DX9 is backwards compatible and it is assumed that old software runs fast on new software, right?

Hi :)

Good question!

I'll give a in-depth technical explanation to answer your question and explain the mechanisms used to go from dx9>translation layer>dx12 render pipeline by using the d912pxy with GW2.

Dx912pxy and the D3D12 transitional layer.

What does this do?
This translation layer provides the following high-level constructs or components (and more) for the GW2 engine to implement in the rendering pipeline.

Resource binding
The D3D12 resource binding model is quite different from D3D9 and prior. Rather than having a flat array of resources set on the pipeline which map 1:1 with shader registers, D3D12 takes a more flexible approach which is also closer to modern hardware. The translation layer takes care of figuring out which registers a shader needs, managing root signatures, populating descriptor heaps/tables, and setting up null descriptors for unbound resources.

Resource renaming
D3D9 and older have a concept of DISCARD CPU access patterns, where the CPU populates a resource, instructs the GPU to read from it, and then immediately populates new contents without waiting for the GPU to read the old ones. This pattern is typically implemented via a pattern called "renaming", where new memory is allocated during the DISCARD operation, and all future references to that resource in the API will point to the new memory rather than the old. The translation layer provides a separation of a resource from its "identity," which enables cheap swapping of the underlying memory of a resource for that of another one without having to recreate views or rebind them. It also provides easy access to rename operations (allocate new memory with the same properties as the current, and swap their identities).

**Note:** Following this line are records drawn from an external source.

//! One-shot HTTP agent stub for behaviour tests.

#![allow(dead_code)]

use std::io::{Read, Write};
use std::net::{TcpListener, TcpStream};
use std::thread::{self, JoinHandle};

/// Agent that answers exactly one request with a canned status and body.
pub struct StubAgent {
    pub port: u16,
    handle: JoinHandle<String>,
}

impl StubAgent {
    pub fn start(status: u16, body: impl AsRef<[u8]>) -> Self {
        let listener = TcpListener::bind("127.0.0.1:0").expect("bind stub agent");
        let port = listener.local_addr().expect("local addr").port();
        let body = body.as_ref().to_vec();

        let handle = thread::spawn(move || {
            let (mut stream, _) = listener.accept().expect("accept connection");
            let request_line = read_request_line(&mut stream);
            let reason = if status == 200 { "OK" } else { "Status" };
            let head = format!(
                "HTTP/1.1 {status} {reason}\r\nContent-Type: application/json\r\nContent-Length: {}\r\nConnection: close\r\n\r\n",
                body.len()
            );
            stream.write_all(head.as_bytes()).expect("write response head");
            stream.write_all(&body).expect("write response body");
            request_line
        });

        Self { port, handle }
    }

    /// Wait for the single request and return its request line.
    pub fn request_line(self) -> String {
        self.handle.join().expect("stub agent thread")
    }
}

/// A port nothing is listening on.
pub fn closed_port() -> u16 {
    let listener = TcpListener::bind("127.0.0.1:0").expect("bind probe");
    listener.local_addr().expect("local addr").port()
}

fn read_request_line(stream: &mut TcpStream) -> String {
    let mut received = Vec::new();
    let mut chunk = [0_u8; 512];
    while !received.windows(4).any(|window| window == b"\r\n\r\n") {
        let read = stream.read(&mut chunk).expect("read request");
        if read == 0 {
            break;
        }
        received.extend_from_slice(&chunk[..read]);
    }

    String::from_utf8_lossy(&received)
        .lines()
        .next()
        .unwrap_or_default()
        .to_owned()
}
//! Main configuration module for Tidal
//!
//! All node settings are defined in one `tidal.toml` file. Sections are
//! optional; missing sections and fields take the defaults documented on each
//! struct.

use crate::error::{ConfigError, ConfigResult};
use serde::{Deserialize, Serialize};
use std::path::Path;
use std::time::Duration;
use tidal_crypto::KeyPair;
use tracing::{debug, info};

/// Main configuration struct containing all Tidal settings.
#[derive(Debug, Clone, Serialize, Deserialize, Default, PartialEq, Eq)]
#[serde(default)]
pub struct Config {
    /// Node-wide behaviour
    pub node: NodeConfig,

    /// Chain synchronization
    pub sync: SyncConfig,

    /// NG micro-block caches
    pub ng: NgConfig,

    /// Block production
    pub mining: MiningConfig,

    /// Peer housekeeping
    pub network: NetworkConfig,

    /// Logging configuration
    pub logging: LoggingConfig,
}

impl Config {
    /// Load configuration from a TOML file.
    ///
    /// # Example
    ///
    /// ```rust,ignore
    /// use tidal_config::Config;
    /// use std::path::Path;
    ///
    /// let config = Config::load(Path::new("tidal.toml"))?;
    /// ```
    pub fn load(path: &Path) -> ConfigResult<Self> {
        info!("Loading configuration from {:?}", path);

        let content = std::fs::read_to_string(path).map_err(|e| ConfigError::FileAccess {
            path: path.to_path_buf(),
            source: e,
        })?;

        let config = Self::from_str(&content)?;

        info!(
            "Configuration loaded: light_mode={}, mining={}, keys={}",
            config.node.light_mode,
            config.mining.enabled,
            config.mining.keys.len()
        );

        Ok(config)
    }

    /// Load configuration from a TOML string.
    #[allow(clippy::should_implement_trait)]
    pub fn from_str(content: &str) -> ConfigResult<Self> {
        let config: Config = toml::from_str(content)?;
        debug!("Configuration parsed successfully, validating...");
        config.validate()?;
        Ok(config)
    }

    /// Validate the configuration.
    pub fn validate(&self) -> ConfigResult<()> {
        self.node.validate()?;
        self.sync.validate()?;
        self.ng.validate()?;
        self.mining.validate()?;
        self.network.validate()?;
        self.logging.validate()?;

        debug!("Configuration validation passed");
        Ok(())
    }

    /// Save configuration to a TOML file.
    pub fn save(&self, path: &Path) -> ConfigResult<()> {
        let content = toml::to_string_pretty(self)?;
        std::fs::write(path, content).map_err(|e| ConfigError::FileAccess {
            path: path.to_path_buf(),
            source: e,
        })?;
        Ok(())
    }
}

fn non_zero(name: &'static str, value: usize) -> ConfigResult<()> {
    if value == 0 {
        return Err(ConfigError::ZeroValue { name });
    }
    Ok(())
}

fn positive_ms(name: &'static str, value: u64) -> ConfigResult<()> {
    if value == 0 {
        return Err(ConfigError::InvalidTimeout { name, value });
    }
    Ok(())
}

// =============================================================================
// Node Configuration
// =============================================================================

/// Node-wide behaviour.
#[derive(Debug, Clone, Serialize, Deserialize, PartialEq, Eq)]
#[serde(default)]
pub struct NodeConfig {
    /// Request a state snapshot with every block instead of executing it
    pub light_mode: bool,

    /// Hand the extended API over to the ledger once the first sync finishes
    pub extended_api: bool,

    /// Capacity of the orchestrator's event mailbox
    pub mailbox_capacity: usize,
}

impl NodeConfig {
    pub fn validate(&self) -> ConfigResult<()> {
        non_zero("node.mailbox_capacity", self.mailbox_capacity)
    }
}

impl Default for NodeConfig {
    fn default() -> Self {
        Self {
            light_mode: false,
            extended_api: false,
            mailbox_capacity: 1024,
        }
    }
}

// =============================================================================
// Sync Configuration
// =============================================================================

/// Chain synchronization parameters.
#[derive(Debug, Clone, Serialize, Deserialize, PartialEq, Eq)]
#[serde(default)]
pub struct SyncConfig {
    /// Locator length and the request size below which a peer is considered
    /// to have no more blocks
    pub max_block_ids: usize,

    /// Smallest contiguous prefix applied before every requested body arrived
    pub apply_batch_size: usize,

    /// Time without progress after which synchronization is abandoned (ms)
    pub timeout_ms: u64,

    /// Liveness tick interval (ms)
    pub ping_interval_ms: u64,
}

impl SyncConfig {
    pub fn validate(&self) -> ConfigResult<()> {
        non_zero("sync.max_block_ids", self.max_block_ids)?;
        non_zero("sync.apply_batch_size", self.apply_batch_size)?;
        if self.apply_batch_size > self.max_block_ids {
            return Err(ConfigError::BatchExceedsRequest {
                batch: self.apply_batch_size,
                max: self.max_block_ids,
            });
        }
        positive_ms("sync.timeout_ms", self.timeout_ms)?;
        positive_ms("sync.ping_interval_ms", self.ping_interval_ms)?;
        Ok(())
    }

    /// Stall deadline.
    pub fn timeout(&self) -> Duration {
        Duration::from_millis(self.timeout_ms)
    }

    /// Liveness tick interval.
    pub fn ping_interval(&self) -> Duration {
        Duration::from_millis(self.ping_interval_ms)
    }
}

impl Default for SyncConfig {
    fn default() -> Self {
        Self {
            max_block_ids: 100,
            apply_batch_size: 32,
            timeout_ms: 30_000,
            ping_interval_ms: 1_000,
        }
    }
}

// =============================================================================
// NG Configuration
// =============================================================================

/// Capacities of the NG caches. All caches evict oldest-first.
#[derive(Debug, Clone, Serialize, Deserialize, PartialEq, Eq)]
#[serde(default)]
pub struct NgConfig {
    /// Micro-block bodies kept to answer peer requests
    pub micro_block_cache_capacity: usize,

    /// Micro-block announcements kept
    pub inv_cache_capacity: usize,

    /// Micro-block IDs already requested from a peer
    pub request_cache_capacity: usize,

    /// Versions of the current liquid block kept for rollback
    pub block_versions_capacity: usize,
}

impl NgConfig {
    pub fn validate(&self) -> ConfigResult<()> {
        non_zero("ng.micro_block_cache_capacity", self.micro_block_cache_capacity)?;
        non_zero("ng.inv_cache_capacity", self.inv_cache_capacity)?;
        non_zero("ng.request_cache_capacity", self.request_cache_capacity)?;
        non_zero("ng.block_versions_capacity", self.block_versions_capacity)?;
        Ok(())
    }
}

impl Default for NgConfig {
    fn default() -> Self {
        Self {
            micro_block_cache_capacity: 24,
            inv_cache_capacity: 24,
            request_cache_capacity: 24,
            block_versions_capacity: 16,
        }
    }
}

// =============================================================================
// Mining Configuration
// =============================================================================

/// Block production settings.
#[derive(Debug, Clone, Serialize, Deserialize, PartialEq, Eq)]
#[serde(default)]
pub struct MiningConfig {
    /// Whether this node produces blocks
    pub enabled: bool,

    /// Hex-encoded secp256k1 secret keys of the generators this node runs
    pub keys: Vec<String>,

    /// Number of trailing blocks over which effective balance is taken
    pub balance_window: u64,

    /// Effective balance below which a key does not generate
    pub min_generating_balance: u64,

    /// Tip age after which mining pauses until the node catches up (ms)
    pub obsolescence_ms: u64,

    /// Fewer connected peers than this pauses mining
    pub min_connected_peers: usize,
}

impl MiningConfig {
    pub fn validate(&self) -> ConfigResult<()> {
        if self.balance_window == 0 {
            return Err(ConfigError::ZeroValue {
                name: "mining.balance_window",
            });
        }
        positive_ms("mining.obsolescence_ms", self.obsolescence_ms)?;
        self.key_pairs()?;
        Ok(())
    }

    /// Parse the configured generator keys.
    pub fn key_pairs(&self) -> ConfigResult<Vec<KeyPair>> {
        self.keys
            .iter()
            .enumerate()
            .map(|(index, key)| {
                KeyPair::from_hex(key).map_err(|e| ConfigError::InvalidMiningKey {
                    index,
                    reason: e.to_string(),
                })
            })
            .collect()
    }

    /// Maximum tip age before mining pauses.
    pub fn obsolescence(&self) -> Duration {
        Duration::from_millis(self.obsolescence_ms)
    }
}

impl Default for MiningConfig {
    fn default() -> Self {
        Self {
            enabled: true,
            keys: Vec::new(),
            balance_window: 1000,
            min_generating_balance: 100_000_000_000,
            obsolescence_ms: 4 * 60 * 60 * 1000,
            min_connected_peers: 1,
        }
    }
}

// =============================================================================
// Network Configuration
// =============================================================================

/// Peer housekeeping intervals.
#[derive(Debug, Clone, Serialize, Deserialize, PartialEq, Eq)]
#[serde(default)]
pub struct NetworkConfig {
    /// How often to ask peers for more peers (ms)
    pub ask_peers_interval_ms: u64,

    /// How long a peer that sent invalid blocks stays suspended (ms)
    pub suspend_duration_ms: u64,
}

impl NetworkConfig {
    pub fn validate(&self) -> ConfigResult<()> {
        positive_ms("network.ask_peers_interval_ms", self.ask_peers_interval_ms)?;
        positive_ms("network.suspend_duration_ms", self.suspend_duration_ms)?;
        Ok(())
    }

    /// Peer discovery interval.
    pub fn ask_peers_interval(&self) -> Duration {
        Duration::from_millis(self.ask_peers_interval_ms)
    }

    /// Suspension length for misbehaving peers.
    pub fn suspend_duration(&self) -> Duration {
        Duration::from_millis(self.suspend_duration_ms)
    }
}

impl Default for NetworkConfig {
    fn default() -> Self {
        Self {
            ask_peers_interval_ms: 300_000,
            suspend_duration_ms: 300_000,
        }
    }
}

// =============================================================================
// Logging Configuration
// =============================================================================

/// Logging configuration.
#[derive(Debug, Clone, Serialize, Deserialize, PartialEq, Eq)]
#[serde(default)]
pub struct LoggingConfig {
    /// Log level (trace, debug, info, warn, error)
    pub level: String,

    /// Log format (text, compact, json)
    pub format: String,
}

impl LoggingConfig {
    pub fn validate(&self) -> ConfigResult<()> {
        let valid_levels = ["trace", "debug", "info", "warn", "error"];
        if !valid_levels.contains(&self.level.to_lowercase().as_str()) {
            return Err(ConfigError::InvalidLogLevel(self.level.clone()));
        }

        let valid_formats = ["text", "compact", "json"];
        if !valid_formats.contains(&self.format.to_lowercase().as_str()) {
            return Err(ConfigError::InvalidLogFormat(self.format.clone()));
        }

        Ok(())
    }
}

impl Default for LoggingConfig {
    fn default() -> Self {
        Self {
            level: "info".to_string(),
            format: "text".to_string(),
        }
    }
}
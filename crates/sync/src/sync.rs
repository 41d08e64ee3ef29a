//! Block-ID sync protocol
//!
//! [`SyncInternal`] is the per-attempt protocol state held by the
//! orchestrator while it syncs with one peer. It is driven by four calls:
//!
//! - [`SyncInternal::ask_block_ids`] sends our locator and starts waiting for IDs
//! - [`SyncInternal::block_ids`] registers the peer's answer and requests bodies
//! - [`SyncInternal::block`] / [`SyncInternal::snapshot`] record arrivals
//! - [`SyncInternal::blocks`] pops whatever is ready to apply
//!
//! The struct does not apply blocks or switch states; it reports what it
//! has and leaves those decisions to the caller.

use thiserror::Error;
use tracing::{debug, trace};

use tidal_config::SyncConfig;
use tidal_core::{Ledger, LedgerError, PeerNetwork, ProtocolMessage, TransportError};
use tidal_types::{Block, BlockId, BlockSnapshot, PeerId};

use crate::ordered::{Batch, OrderedBlocks};

/// Errors raised while syncing
#[derive(Error, Debug, Clone, PartialEq, Eq)]
pub enum SyncError {
    /// A block arrived that was never requested
    #[error("unexpected block {0}")]
    UnexpectedBlock(BlockId),

    /// A snapshot arrived that was never requested
    #[error("unexpected snapshot for block {0}")]
    UnexpectedSnapshot(BlockId),

    /// Ledger query failed
    #[error("ledger error: {0}")]
    Ledger(#[from] LedgerError),

    /// Message could not be queued
    #[error("transport error: {0}")]
    Transport(#[from] TransportError),
}

/// What [`SyncInternal::blocks`] produced.
#[derive(Debug, Default, PartialEq, Eq)]
pub struct SyncOutput {
    /// Blocks to apply, possibly empty
    pub batch: Batch,
    /// The peer has nothing beyond this batch
    pub eof: bool,
}

/// Protocol state of one sync attempt.
#[derive(Debug)]
pub struct SyncInternal {
    orderer: OrderedBlocks,
    /// Set between sending a locator and receiving its answer
    waiting_for_ids: bool,
    light: bool,
    max_block_ids: usize,
    apply_batch_size: usize,
    /// Size of the last ID answer, including IDs we already had
    last_answer_len: usize,
    /// Number of new IDs in the last answer
    last_answer_new: usize,
}

impl SyncInternal {
    /// Fresh protocol state. Nothing is requested until
    /// [`SyncInternal::ask_block_ids`] is called.
    pub fn new(config: &SyncConfig, light: bool) -> Self {
        Self {
            orderer: OrderedBlocks::new(light),
            waiting_for_ids: false,
            light,
            max_block_ids: config.max_block_ids,
            apply_batch_size: config.apply_batch_size,
            last_answer_len: 0,
            last_answer_new: 0,
        }
    }

    /// Whether we are waiting for the peer's block ID answer.
    pub fn is_waiting_for_ids(&self) -> bool {
        self.waiting_for_ids
    }

    /// Whether any requested block or snapshot has not been popped yet.
    pub fn has_pending_blocks(&self) -> bool {
        !self.orderer.is_empty()
    }

    /// The orderer, for inspection.
    pub fn orderer(&self) -> &OrderedBlocks {
        &self.orderer
    }

    /// Last block IDs of the local chain, newest first.
    pub fn locator(&self, ledger: &dyn Ledger) -> Result<Vec<BlockId>, LedgerError> {
        let height = ledger.height()?;
        let count = (self.max_block_ids as u64).min(height);
        let mut ids = Vec::with_capacity(count as usize);
        for h in (height - count + 1..=height).rev() {
            ids.push(ledger.block_by_height(h)?.id());
        }
        Ok(ids)
    }

    /// Send our locator to `peer` and wait for its answer.
    pub fn ask_block_ids(
        &mut self,
        ledger: &dyn Ledger,
        network: &dyn PeerNetwork,
        peer: &PeerId,
    ) -> Result<(), SyncError> {
        let locator = self.locator(ledger)?;
        debug!(
            peer = %peer,
            locator = locator.len(),
            newest = %locator.first().copied().unwrap_or(BlockId::ZERO),
            "Requesting block IDs"
        );
        network.send(peer, ProtocolMessage::GetBlockIds(locator))?;
        self.waiting_for_ids = true;
        Ok(())
    }

    /// Handle the peer's ID answer.
    ///
    /// Ignored unless an answer is awaited, so a repeated answer neither
    /// requests nor applies anything twice. IDs already on the local chain or
    /// already requested are skipped; every other ID is registered and its
    /// body requested.
    pub fn block_ids(
        &mut self,
        ledger: &dyn Ledger,
        network: &dyn PeerNetwork,
        peer: &PeerId,
        ids: &[BlockId],
    ) -> Result<(), SyncError> {
        if !self.waiting_for_ids {
            trace!(peer = %peer, count = ids.len(), "Ignoring unsolicited block IDs");
            return Ok(());
        }

        let mut new = 0;
        for id in ids {
            if ledger.contains(id)? {
                continue;
            }
            if self.orderer.add(*id) {
                new += 1;
                network.send(peer, ProtocolMessage::GetBlock(*id))?;
                if self.light {
                    network.send(peer, ProtocolMessage::GetSnapshot(*id))?;
                }
            }
        }

        debug!(peer = %peer, received = ids.len(), requested = new, "Block IDs received");
        self.waiting_for_ids = false;
        self.last_answer_len = ids.len();
        self.last_answer_new = new;
        Ok(())
    }

    /// Record a block body.
    pub fn block(&mut self, block: Block) -> Result<(), SyncError> {
        let id = block.id();
        if !self.orderer.set_block(block) {
            return Err(SyncError::UnexpectedBlock(id));
        }
        trace!(id = %id, "Block body recorded");
        Ok(())
    }

    /// Record a block snapshot.
    pub fn snapshot(&mut self, snapshot: BlockSnapshot) -> Result<(), SyncError> {
        let id = snapshot.block_id;
        if !self.orderer.set_snapshot(snapshot) {
            return Err(SyncError::UnexpectedSnapshot(id));
        }
        Ok(())
    }

    /// Pop blocks that are ready to apply.
    ///
    /// Before every requested body has arrived, a prefix is released only once
    /// it reaches the configured batch size. Once everything has arrived the
    /// whole remainder is released. If the peer's answer was shorter than
    /// the locator limit, or brought nothing new, the peer has no more
    /// blocks and `eof` is set; otherwise the caller should send a new
    /// locator after applying the batch.
    pub fn blocks(&mut self) -> SyncOutput {
        if self.waiting_for_ids {
            return SyncOutput::default();
        }

        if self.orderer.waiting_count() > 0 {
            if self.orderer.available_count() >= self.apply_batch_size {
                return SyncOutput {
                    batch: self.orderer.pop_all(),
                    eof: false,
                };
            }
            return SyncOutput::default();
        }

        let batch = self.orderer.pop_all();
        let eof = self.last_answer_len < self.max_block_ids || self.last_answer_new == 0;
        SyncOutput { batch, eof }
    }
}
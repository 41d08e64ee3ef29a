//! Logging setup.

use anyhow::{anyhow, Result};
use tidal_config::LoggingConfig;
use tracing_subscriber::{fmt, prelude::*, EnvFilter};

/// Install the global `tracing` subscriber.
///
/// `RUST_LOG` overrides the configured level. Fails if a subscriber is
/// already installed.
pub fn init_logging(config: &LoggingConfig) -> Result<()> {
    let env_filter =
        EnvFilter::try_from_default_env().unwrap_or_else(|_| EnvFilter::new(&config.level));

    let result = match config.format.as_str() {
        "json" => tracing_subscriber::registry()
            .with(fmt::layer().json())
            .with(env_filter)
            .try_init(),
        "compact" => tracing_subscriber::registry()
            .with(fmt::layer().compact())
            .with(env_filter)
            .try_init(),
        _ => tracing_subscriber::registry()
            .with(fmt::layer().with_target(true))
            .with(env_filter)
            .try_init(),
    };
    result.map_err(|e| anyhow!("failed to install log subscriber: {}", e))
}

Resource sub-allocation, pooling, and deferred destruction
D3D9-style apps can destroy objects immediately after instructing the GPU to do something with them. D3D12 requires applications to hold on to memory and GPU objects until the GPU has finished accessing them. Additionally, D3D9 apps suffer no penalty from allocating small resources (e.g. 16-byte buffers), where D3D12 apps must recognize that such small allocations are infeasible and should be sub-allocated from larger resources. Furthermore, constantly creating and destroying resources is a common pattern in D3D9, but in D3D12 this can quickly become expensive. The translation layer handles all of these abstractions seamlessly.

Batching and threading
Since D3D9 patterns generally require applications to record all graphics commands on a single thread, there are often other CPU cores that are idle. To improve utilization, the translation layer provides a batching layer which can sit on top of the immediate context, moving the majority of work to a second thread so it can be parallelized. It also provides threadpool-based helpers for offloading PSO compilation to worker threads (d912pxy 2.4.1 uses a configurable PSO cache amount plus native DX12 caching at the driver level ) Combining these means that compilations can be kicked off at draw-time on the application thread, and only the batching thread needs to wait for them to be completed. Meanwhile, other PSO compilations are starting or completing, minimizing the wall clock time spent compiling shaders.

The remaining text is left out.